Wednesday, April 15, 2015

Another female coach terminated: University of Delaware

In the wake of similar stories out of Duluth, Iowa, and Tufts, we note that another female coach has been terminated this year, this time by the University of Delaware. 

Softball coach Jaime Wohlbach was reportedly fired abruptly on Monday afternoon, in the middle of her season.  According to Wolhbach,  she was told at the time that she "ran a hostile environment" for her players, which she disputes and points out that she had not received any indication from her supervisor that players had complained or were unhappy.

Considering public comments Wohlbach has since made, it appears that an alternative possible explanation for her termination is that it is the culmination of an ongoing conflict with her supervisor, associate athletic director Joe Shirley, whom Wolhbach accuses of micromanaging her team and giving her an unwarranted poor performance evaluation.

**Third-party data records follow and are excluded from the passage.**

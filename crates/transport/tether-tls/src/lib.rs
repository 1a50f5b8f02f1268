#![doc = r#"
# tether-tls

## 设计动机（Why）
- TLS 以 [`TlsFilter`] 装饰器叠加在任意连接工厂之上，内存管道与 OS 套接字共享同一实现；
- 服务端证书通过 [`HotReloadingServerConfig`] 原子替换，无需重建监听器。

## 核心契约（What）
- 出站连接要求能力包中存在 [`TlsClientOptions`]，监听要求 [`TlsServerOptions`]，
  缺失时在建立基础连接前返回 `Configuration` 错误；
- 握手成功后连接发布 [`TlsSessionInfo`] 能力，流替换为 [`TlsSessionStream`]；
- 握手失败时基础连接恰好释放一次，错误分类为 `Handshake`（底层传输失败保持原分类）。

## 实现策略（How）
- rustls 通过内部 IO 适配层驱动被包装连接的增强字节流；
- 加密提供者由调用方构造的 `ClientConfig`/`ServerConfig` 决定，本 crate 不做全局安装。
"#]

pub mod error;
mod filter;
mod io;
mod options;
mod session;
mod stream;

pub use filter::{TlsConnectionFactory, TlsFilter, tls_factory};
pub use options::{HotReloadingServerConfig, TlsClientOptions, TlsServerOptions};
pub use session::{TlsSessionInfo, TlsSide};
pub use stream::TlsSessionStream;
//! 被测传输的描述与建连辅助。

use std::sync::Arc;

use anyhow::{Context, anyhow};
use tether_core::{
    BoxConnection, BoxListener, Cancellation, ConnectionFactory, ConnectionProperties, Endpoint,
    Result as ConnectionResult, SharedStream,
};

/// 一个被测传输。
///
/// # 契约（What）
/// - `factory`：连接与监听共用的工厂，内存传输依赖它共享注册表；
/// - `listen_at`：缺省时由传输自行分配地址；
/// - 能力包在每次调用时克隆，冻结状态不会在用例之间传递；
/// - `half_close` 为 `false` 时，断言期望 `FlushAndShutdownWrites` 返回 `Unsupported`。
#[derive(Clone)]
pub struct TransportFixture {
    name: &'static str,
    factory: Arc<dyn ConnectionFactory>,
    listen_at: Option<Endpoint>,
    connect_options: Option<ConnectionProperties>,
    listen_options: Option<ConnectionProperties>,
    half_close: bool,
}

impl TransportFixture {
    pub fn new(name: &'static str, factory: impl ConnectionFactory + 'static) -> Self {
        Self {
            name,
            factory: Arc::new(factory),
            listen_at: None,
            connect_options: None,
            listen_options: None,
            half_close: true,
        }
    }

    pub fn listen_at(mut self, endpoint: Endpoint) -> Self {
        self.listen_at = Some(endpoint);
        self
    }

    pub fn with_connect_options(mut self, options: ConnectionProperties) -> Self {
        self.connect_options = Some(options);
        self
    }

    pub fn with_listen_options(mut self, options: ConnectionProperties) -> Self {
        self.listen_options = Some(options);
        self
    }

    pub fn without_half_close(mut self) -> Self {
        self.half_close = false;
        self
    }

    pub fn name(&self) -> &'static str {
        self.name
    }

    pub fn supports_half_close(&self) -> bool {
        self.half_close
    }

    pub fn factory(&self) -> &dyn ConnectionFactory {
        self.factory.as_ref()
    }

    /// 在夹具配置的地址上监听。
    pub async fn listen(&self) -> ConnectionResult<BoxListener> {
        self.listen_on(self.listen_at.as_ref()).await
    }

    /// 在指定地址上监听，沿用夹具的监听能力包。
    pub async fn listen_on(&self, endpoint: Option<&Endpoint>) -> ConnectionResult<BoxListener> {
        let options = self.listen_options.clone();
        self.factory
            .listen(endpoint, options.as_ref(), &Cancellation::new())
            .await
    }

    pub async fn connect(&self, target: &Endpoint) -> ConnectionResult<BoxConnection> {
        self.connect_with(target, &Cancellation::new()).await
    }

    /// 以调用方的取消令牌发起连接，沿用夹具的连接能力包。
    pub async fn connect_with(
        &self,
        target: &Endpoint,
        cancel: &Cancellation,
    ) -> ConnectionResult<BoxConnection> {
        let options = self.connect_options.clone();
        self.factory.connect(target, options.as_ref(), cancel).await
    }

    /// 并发执行连接与接入，返回 `(client, server)`。
    pub async fn pair(&self, listener: &BoxListener) -> anyhow::Result<(BoxConnection, BoxConnection)> {
        let target = listener.local_endpoint().clone();
        let cancel = Cancellation::new();
        let (client, server) = tokio::join!(self.connect(&target), listener.accept(None, &cancel));
        let client = client.with_context(|| format!("[{}] connect to {target}", self.name))?;
        let server = server
            .with_context(|| format!("[{}] accept on {target}", self.name))?
            .ok_or_else(|| anyhow!("[{}] listener closed while accepting", self.name))?;
        Ok((client, server))
    }
}

/// 精确读取 `len` 字节；提前遇到 EOF 视为失败。
pub async fn read_exact(stream: &SharedStream, len: usize) -> anyhow::Result<Vec<u8>> {
    let cancel = Cancellation::new();
    let mut received = vec![0u8; len];
    let mut filled = 0;
    while filled < len {
        let read = stream
            .read(&mut received[filled..], &cancel)
            .await
            .context("read payload")?;
        if read == 0 {
            return Err(anyhow!("unexpected eof after {filled} of {len} bytes"));
        }
        filled += read;
    }
    Ok(received)
}

/// 读取直到 EOF。
pub async fn read_to_end(stream: &SharedStream) -> anyhow::Result<Vec<u8>> {
    let cancel = Cancellation::new();
    let mut received = Vec::new();
    let mut buf = [0u8; 1024];
    loop {
        let read = stream.read(&mut buf, &cancel).await.context("read to eof")?;
        if read == 0 {
            return Ok(received);
        }
        received.extend_from_slice(&buf[..read]);
    }
}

Given that Wohlbach apparently reported him to human resources for "bullying," it seems possible that her termination is retaliation for her complaint.  


It remains to be seen whether Wohlbach will take any legal action invoking Title IX. It is certainly possible that the "bullying" she complained of targeted her because she is a woman and/or because she coaches a woman's team.  Additionally, if the university had actually received complaints about the coach's "hostility" towards her players, the fact that its response to those complaints was to immediately terminate the coach could reflect a sexist double standard, if it is the case that Delaware would have permit male coaches with more leeway in that situation, such as an opportunity to address or explain the complaints.

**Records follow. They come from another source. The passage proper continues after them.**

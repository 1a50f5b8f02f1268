#![doc = r#"
# tether-memory

## 设计动机（Why）
- 以两条单向字节管道组成一对连接，在不触碰 OS 套接字的情况下完成确定性的协议测试；
- 进程内注册表复现地址冲突、连接拒绝与监听器优雅关闭等行为。

## 核心契约（What）
- [`MemoryConnectionFactory`]：`listen` 在地址已注册时返回 `AddressInUse`，`connect`
  在无监听器时返回 `Connectivity`；
- [`MemoryConnectionListener`]：释放后排队中的连接请求以 `Connectivity` 失败，
  等待中的 `accept` 返回 `Ok(None)`；
- [`MemoryStream`]：原生分散/聚集 IO 与半关闭，背压由 [`PipeOptions`] 控制。
"#]

mod connection;
pub mod error;
mod factory;
mod pipe;

pub use connection::{MemoryConnection, MemoryStream};
pub use factory::{MemoryConnectionFactory, MemoryConnectionListener, MemoryTransportOptions};
pub use pipe::PipeOptions;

The Title IX angle is speculation on my part.  But since we have seen other examples of similar bias against women coaches, including the very recent examples noted above, it is not far fetched to consider the possibility of sexism underlying this case as well. 

Wednesday, April 08, 2015

Prom season discrimination

I know we do this every year, but this is another post about discrimination against gender non-conforming students. It always happens somewhere in the United States during prom/yearbook season.

The latest incident--out of Louisiana--is nothing unique (unfortunately). A gay high school student wanted to go to her prom wearing a tuxedo. According to a student contract, girls (regardless of sexual orientation) must wear dresses to the prom. She had heard that teachers would refuse to chaperone the event if a girl arrived wearing a tuxedo.

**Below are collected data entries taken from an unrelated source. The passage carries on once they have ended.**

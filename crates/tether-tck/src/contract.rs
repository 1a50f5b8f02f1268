//! 连接抽象的契约断言。
//!
//! # 教案式说明
//! - **意图（Why）**：同一组断言在内存管道、OS 套接字、TLS 与各类装饰器上运行，
//!   任何实现偏离契约都会在这里以统一的失败信号暴露；
//! - **约定（What）**：每个断言自行创建并释放监听器与连接，调用方只需在 Tokio 多线程运行时内执行；
//! - **权衡（Trade-offs）**：等待类断言使用短暂的 `sleep` 让在途操作先挂起，
//!   时间窗口只影响覆盖的时序而不影响断言结论。

use std::{io::IoSlice, time::Duration};

use anyhow::{Context, anyhow, ensure};
use tether_core::{Cancellation, ErrorKind, FlushType};
use tracing::debug;

use crate::fixture::{TransportFixture, read_exact, read_to_end};

/// 往返收发与半关闭。
///
/// - 客户端发送 `ping` 并刷新，服务端精确读取后回复 `pong`；
/// - 支持半关闭时：客户端以 `FlushAndShutdownWrites` 发送尾部数据，服务端读到 EOF 后仍能回写，
///   客户端照常读取；
/// - 不支持时：`FlushAndShutdownWrites` 必须返回 `Unsupported`。
pub async fn assert_round_trip_and_half_close(fixture: &TransportFixture) -> anyhow::Result<()> {
    let listener = fixture.listen().await.context("listen")?;
    let (client, server) = fixture.pair(&listener).await?;
    let cancel = Cancellation::new();
    let client_stream = client.stream().context("client stream")?.clone();
    let server_stream = server.stream().context("server stream")?.clone();

    client_stream
        .write(b"ping", FlushType::FlushWrites, &cancel)
        .await
        .context("client write")?;
    ensure!(read_exact(&server_stream, 4).await? == b"ping", "server received wrong payload");

    server_stream
        .write(b"pong", FlushType::FlushWrites, &cancel)
        .await
        .context("server write")?;
    ensure!(read_exact(&client_stream, 4).await? == b"pong", "client received wrong payload");

    let shutdown = client_stream
        .write(b"tail", FlushType::FlushAndShutdownWrites, &cancel)
        .await;
    if fixture.supports_half_close() {
        shutdown.context("client half close")?;
        ensure!(read_to_end(&server_stream).await? == b"tail", "server missed tail");
        let mut eof = [0u8; 8];
        ensure!(
            server_stream.read(&mut eof, &cancel).await? == 0,
            "eof must be sticky"
        );

        server_stream
            .write(b"after-eof", FlushType::FlushWrites, &cancel)
            .await
            .context("server write after peer half close")?;
        ensure!(
            read_exact(&client_stream, 9).await? == b"after-eof",
            "client must keep reading after shutting down writes"
        );
        let late = client_stream.write(b"late", FlushType::None, &cancel).await;
        ensure!(
            matches!(late.as_ref().map_err(|err| err.kind()), Err(ErrorKind::InvalidState)),
            "write after shutdown must be rejected: {late:?}"
        );
    } else {
        let err = shutdown
            .err()
            .ok_or_else(|| anyhow!("half close must be rejected"))?;
        ensure!(err.kind() == ErrorKind::Unsupported, "unexpected error: {err}");
    }

    client.dispose().await.context("dispose client")?;
    server.dispose().await.context("dispose server")?;
    listener.dispose().await.context("dispose listener")?;
    debug!(transport = fixture.name(), "round trip contract satisfied");
    Ok(())
}

/// 多缓冲写入：对端按顺序收到所有缓冲拼接后的字节，空缓冲被跳过。
pub async fn assert_multi_buffer_write(fixture: &TransportFixture) -> anyhow::Result<()> {
    let listener = fixture.listen().await.context("listen")?;
    let (client, server) = fixture.pair(&listener).await?;
    let cancel = Cancellation::new();
    let client_stream = client.stream().context("client stream")?.clone();
    let server_stream = server.stream().context("server stream")?.clone();

    let large: Vec<u8> = (0..20 * 1024).map(|i| (i % 251) as u8).collect();
    let parts: [&[u8]; 5] = [b"hea", b"", b"der", &large, b"!"];
    let expected: Vec<u8> = parts.concat();

    let bufs: Vec<IoSlice<'_>> = parts.iter().map(|part| IoSlice::new(part)).collect();
    let (written, received) = tokio::join!(
        client_stream.write_vectored(&bufs, FlushType::FlushWrites, &cancel),
        read_exact(&server_stream, expected.len()),
    );
    written.context("vectored write")?;
    ensure!(received? == expected, "payload reordered or truncated");

    client.dispose().await.context("dispose client")?;
    server.dispose().await.context("dispose server")?;
    listener.dispose().await.context("dispose listener")?;
    Ok(())
}

/// 监听器关闭：在途与后续 `accept` 返回 `Ok(None)`，重复释放成功，随后的连接失败。
pub async fn assert_listener_shutdown(fixture: &TransportFixture) -> anyhow::Result<()> {
    let listener = fixture.listen().await.context("listen")?;
    let target = listener.local_endpoint().clone();
    let cancel = Cancellation::new();

    let (accepted, disposed) = tokio::join!(listener.accept(None, &cancel), async {
        tokio::time::sleep(Duration::from_millis(20)).await;
        listener.dispose().await
    });
    disposed.context("dispose listener")?;
    ensure!(
        accepted.context("in-flight accept")?.is_none(),
        "in-flight accept must observe shutdown"
    );
    ensure!(
        listener.accept(None, &cancel).await?.is_none(),
        "accept after dispose must return none"
    );
    listener.dispose().await.context("second dispose")?;

    let late = fixture.connect(&target).await;
    ensure!(late.is_err(), "connect to a disposed listener must fail");
    Ok(())
}

/// 地址冲突：在已占用的地址上再次监听返回 `AddressInUse`，第一个监听器不受影响。
pub async fn assert_address_collision(fixture: &TransportFixture) -> anyhow::Result<()> {
    let listener = fixture.listen().await.context("listen")?;
    let occupied = listener.local_endpoint().clone();

    let err = fixture
        .listen_on(Some(&occupied))
        .await
        .err()
        .ok_or_else(|| anyhow!("second listener on {occupied} must fail"))?;
    ensure!(err.kind() == ErrorKind::AddressInUse, "unexpected error: {err}");

    let (client, server) = fixture.pair(&listener).await?;
    client.dispose().await?;
    server.dispose().await?;
    listener.dispose().await?;
    Ok(())
}

/// 单次 `accept` 的取消返回 `Cancelled`，监听器保持可用。
pub async fn assert_cancelled_accept_keeps_listener(
    fixture: &TransportFixture,
) -> anyhow::Result<()> {
    let listener = fixture.listen().await.context("listen")?;

    let cancel = Cancellation::new();
    let (accepted, _) = tokio::join!(listener.accept(None, &cancel), async {
        tokio::time::sleep(Duration::from_millis(20)).await;
        cancel.cancel()
    });
    let err = accepted
        .err()
        .ok_or_else(|| anyhow!("cancelled accept must fail"))?;
    ensure!(err.kind() == ErrorKind::Cancelled, "unexpected error: {err}");

    let (client, server) = fixture.pair(&listener).await?;
    client.dispose().await?;
    server.dispose().await?;
    listener.dispose().await?;
    Ok(())
}

/// 并发释放连接：所有调用都成功返回，释放后取流得到 `Disposed`，对端读到 EOF 或连接错误。
pub async fn assert_concurrent_dispose(fixture: &TransportFixture) -> anyhow::Result<()> {
    let listener = fixture.listen().await.context("listen")?;
    let (client, server) = fixture.pair(&listener).await?;
    let server_stream = server.stream().context("server stream")?.clone();

    let (first, second, third) =
        tokio::join!(client.dispose(), client.dispose(), client.dispose());
    first.context("first dispose")?;
    second.context("second dispose")?;
    third.context("third dispose")?;
    ensure!(
        matches!(client.stream().map(|_| ()).map_err(|err| err.kind()), Err(ErrorKind::Disposed)),
        "stream after dispose must report disposed"
    );

    let mut buf = [0u8; 8];
    match server_stream.read(&mut buf, &Cancellation::new()).await {
        Ok(read) => ensure!(read == 0, "peer must observe eof"),
        Err(err) => ensure!(err.kind() == ErrorKind::Connectivity, "unexpected error: {err}"),
    }

    server.dispose().await?;
    listener.dispose().await?;
    Ok(())
}

/// 取消的写入不会重复：返回 `Cancelled` 的写入没有任何字节到达对端。
///
/// - 客户端先写入大块前置数据，在对端开始读取之前再以令牌 `T` 写入一段数据 `A`；
/// - 约 100ms 后取消 `T`，对端随即读走前置数据；
/// - `A` 只能整体成功或以 `Cancelled` 失败，随后写入的标记 `B` 紧跟在实际接受的字节之后，
///   对端收到的内容必须恰好是 `A`（若成功）加 `B`。
pub async fn assert_cancelled_write_does_not_duplicate(
    fixture: &TransportFixture,
) -> anyhow::Result<()> {
    let listener = fixture.listen().await.context("listen")?;
    let (client, server) = fixture.pair(&listener).await?;
    let client_stream = client.stream().context("client stream")?.clone();
    let server_stream = server.stream().context("server stream")?.clone();

    let prefill: Vec<u8> = (0..128 * 1024).map(|i| (i % 253) as u8).collect();
    let attempt: Vec<u8> = (0..4 * 1024).map(|i| (i % 7) as u8 + b'a').collect();
    let marker = b"<end-of-stream>";
    let token = Cancellation::new();

    let (outcome, drained) = tokio::join!(
        async {
            client_stream
                .write(&prefill, FlushType::FlushWrites, &Cancellation::new())
                .await
                .context("prefill write")?;
            anyhow::Ok(
                client_stream
                    .write(&attempt, FlushType::FlushWrites, &token)
                    .await,
            )
        },
        async {
            tokio::time::sleep(Duration::from_millis(100)).await;
            token.cancel();
            read_exact(&server_stream, prefill.len()).await
        }
    );
    ensure!(drained? == prefill, "prefill reordered or truncated");

    let mut expected = Vec::new();
    match outcome? {
        Ok(()) => expected.extend_from_slice(&attempt),
        Err(err) => ensure!(err.kind() == ErrorKind::Cancelled, "unexpected error: {err}"),
    }
    expected.extend_from_slice(marker);

    let marker_cancel = Cancellation::new();
    let (written, received) = tokio::join!(
        client_stream.write(marker, FlushType::FlushWrites, &marker_cancel),
        read_exact(&server_stream, expected.len())
    );
    written.context("marker write")?;
    ensure!(
        received? == expected,
        "bytes of a cancelled write reached the peer"
    );

    client.dispose().await.context("dispose client")?;
    server.dispose().await.context("dispose server")?;
    listener.dispose().await.context("dispose listener")?;
    Ok(())
}

/// 接入完成后才取消的连接不会泄漏客户端：连接要么以 `Cancelled` 失败并释放客户端，
/// 要么已经成功返回；两种情况下服务端最终都读到 EOF 或连接错误，而不是永远挂起。
pub async fn assert_cancelled_connect_releases_peer(
    fixture: &TransportFixture,
) -> anyhow::Result<()> {
    let listener = fixture.listen().await.context("listen")?;
    let target = listener.local_endpoint().clone();
    let cancel = Cancellation::new();

    let (connected, accepted) = tokio::join!(fixture.connect_with(&target, &cancel), async {
        let accepted = listener.accept(None, &Cancellation::new()).await;
        cancel.cancel();
        accepted
    });
    let server = accepted
        .context("accept")?
        .ok_or_else(|| anyhow!("listener closed while accepting"))?;
    match connected {
        Ok(client) => client.dispose().await.context("dispose client")?,
        Err(err) => ensure!(err.kind() == ErrorKind::Cancelled, "unexpected error: {err}"),
    }

    let server_stream = server.stream().context("server stream")?.clone();
    let mut buf = [0u8; 8];
    let read = tokio::time::timeout(
        Duration::from_secs(5),
        server_stream.read(&mut buf, &Cancellation::new()),
    )
    .await
    .map_err(|_| anyhow!("peer of a cancelled connect never observed the release"))?;
    match read {
        Ok(read) => ensure!(read == 0, "peer must observe eof"),
        Err(err) => ensure!(err.kind() == ErrorKind::Connectivity, "unexpected error: {err}"),
    }

    server.dispose().await?;
    listener.dispose().await?;
    Ok(())
}

/// 依次运行全部契约断言。
pub async fn assert_all(fixture: &TransportFixture) -> anyhow::Result<()> {
    assert_round_trip_and_half_close(fixture)
        .await
        .with_context(|| format!("[{}] round trip", fixture.name()))?;
    assert_multi_buffer_write(fixture)
        .await
        .with_context(|| format!("[{}] multi-buffer write", fixture.name()))?;
    assert_listener_shutdown(fixture)
        .await
        .with_context(|| format!("[{}] listener shutdown", fixture.name()))?;
    assert_address_collision(fixture)
        .await
        .with_context(|| format!("[{}] address collision", fixture.name()))?;
    assert_cancelled_accept_keeps_listener(fixture)
        .await
        .with_context(|| format!("[{}] cancelled accept", fixture.name()))?;
    assert_concurrent_dispose(fixture)
        .await
        .with_context(|| format!("[{}] concurrent dispose", fixture.name()))?;
    assert_cancelled_write_does_not_duplicate(fixture)
        .await
        .with_context(|| format!("[{}] cancelled write", fixture.name()))?;
    assert_cancelled_connect_releases_peer(fixture)
        .await
        .with_context(|| format!("[{}] cancelled connect", fixture.name()))?;
    Ok(())
}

The good news, and maybe what makes this story somewhat different from others, is the quick reversal of the school policy. Schools administrators, including the principal who told the student's mother "Girls wear dresses and boys wear tuxes, and that's the way it is," came under pressure from the National Center for Lesbian Rights.

So, yay--I guess. But the reason I keep writing these things is that they keep happening. We have been focused on bathrooms lately and of course there are ongoing issues about gender identity and sports participation as well. Though I do not want to create an issues hierarchy or suggest that bathrooms and sports are more sensitive/less palatable topics for many in America than prom attire, I do think that the policing of gender via high school fashion is something people just need to let go of. A lot of today's fashion is a throwback to the 80s--the era of androgyny. (And if we were not in 80s redux, this policy would still not be acceptable.) Raising healthy children and keeping them safe is not about monitoring where they pee and what they wear to prom. But there will be another incident like this next year, maybe even this year; prom season is far from over. I hope stories like this in which the backlash against administrators was strong and quick are serving as a deterrent.

On a different, non-Title IX note, this dress code in Monroe, Louisiana (available at the first link), in addition to being discriminatory against LGBT individuals is also pretty classist. The mandate for tuxedos and gowns and no athletic shoes is certainly a financial burden for some students. It is less likely that these students will come forward because of shame around their economic situation and because we find it very difficult to recognize class discrimination in a country that presents itself as a meritocracy.